Genetic studies confirm two distinct sub-types of rheumatoid arthritis
A new study published in the American College of Rheumatology journal by researchers in Manchester has found that anti-CCP (anti-cyclic citrullinated peptide antibody) negative and positive rheumatoid arthritis are two genetically different disease subclasses that only partially share vulnerability factors.
Anti-CCP is a blood test which helps doctors confirm a diagnosis of rheumatoid arthritis. Genetic polymorphisms within the human leukocyte antigen (HLA) region explain only a modest proportion of anti-CCP negative rheumatoid arthritis heritability. However, few non-HLA markers have been identified so far.
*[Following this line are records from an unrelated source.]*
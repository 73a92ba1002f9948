//! SCULPT Capture - Angle-indexed image acquisition
//!
//! This crate drives the turntable camera:
//! - Device contract (prepare, capture one angle)
//! - Capture settings (resolution, zoom crop, settle delay)
//! - Capture session state machine with bounded retries
//! - Frame archive for on-disk inspection

pub mod device;
pub mod settings;
pub mod session;
pub mod archive;

pub use device::*;
pub use settings::*;
pub use session::*;
pub use archive::*;
//! Session harness
//!
//! Builds sessions wired to fakes with zero-delay retry policies so
//! scenarios run without real sleeps.

use std::sync::Arc;
use std::time::Duration;

use sculpt_capture::CaptureDevice;
use sculpt_core::{CancelToken, ObjectId, SculptResult};
use sculpt_oracle::Oracle;
use sculpt_runtime::{PipelineConfig, RetrySection, Session, SessionRegistry};
use sculpt_state::Snapshot;

/// Default attempt limits with every delay zeroed
fn no_delay() -> RetrySection {
    RetrySection {
        max_attempts: None,
        initial_delay: Some(Duration::ZERO),
        max_delay: Some(Duration::ZERO),
        multiplier: None,
        jitter: Some(false),
    }
}

/// Default pipeline config with immediate retries
pub fn fast_config(angle_count: u32) -> PipelineConfig {
    let mut config = PipelineConfig::default();
    config.capture.angle_count = Some(angle_count);
    config.capture.retry = no_delay();
    config.oracle.retry = no_delay();
    config
}

/// Registry plus config for spinning up test sessions
#[derive(Debug, Clone)]
pub struct PipelineHarness {
    pub registry: SessionRegistry,
    pub config: PipelineConfig,
}

impl PipelineHarness {
    pub fn new(angle_count: u32) -> Self {
        PipelineHarness {
            registry: SessionRegistry::new(),
            config: fast_config(angle_count),
        }
    }

    pub fn with_config(config: PipelineConfig) -> Self {
        PipelineHarness {
            registry: SessionRegistry::new(),
            config,
        }
    }

    /// Open a session for `object`
    pub fn session<D: CaptureDevice>(
        &self,
        object: u64,
        device: D,
        oracle: Arc<dyn Oracle>,
    ) -> SculptResult<Session<D>> {
        let lease = self.registry.acquire(ObjectId::new(object))?;
        Ok(Session::new(lease, device, oracle, &self.config))
    }
}

/// Capture a full revolution and reconstruct version 0
pub async fn run_to_model<D: CaptureDevice>(
    session: &mut Session<D>,
    cancel: &CancelToken,
) -> SculptResult<Arc<Snapshot>> {
    session.begin_capture(None)?;
    session.capture_all(cancel).await?;
    session.reconstruct(cancel).await
}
Dr Sebastien Viatte from the Arthritis Research UK Centre for Genetics and Genomics at The University of Manchester undertook research, to replicate non-HLA markers from a previous study.
Using data from the Rheumatoid Arthritis Consortium International (RACI) researchers worked to determine differences in the genetic make-up of 186 autoimmune-related regions in 3,297 anti-CCP negative rheumatoid arthritis patients and more than 15,000 controls across six different populations using the Illumina ImmunoChip array.
The study found that non-HLA genetic markers of anti-CCP negative do exist and their effect size is smaller than susceptibility markers for anti-CCP positive rheumatoid arthritis (meaning that larger sample sizes are required for detection). It was also found that they might not be preferentially located in autoimmune-related genetic regions previously associated with other complex autoimmune diseases and that anti-CCP negative rheumatoid arthritis is likely to comprise several genetically distinct disease entities.
Professor Jane Worthington from the NIHR Manchester Musculoskeletal Biomedical Research Unit (BRU) said:
Further studies are needed to confirm the associations reported in our research; our results support the evidence that that anti-CCP negative and positive rheumatoid arthritis represent two genetically distinct disease subsets.
“These two diseases will need to be independently investigated in further studies by increasing sample size and developing new approaches until innovative methods of genetic and environmental diagnostics can enter clinical practice.”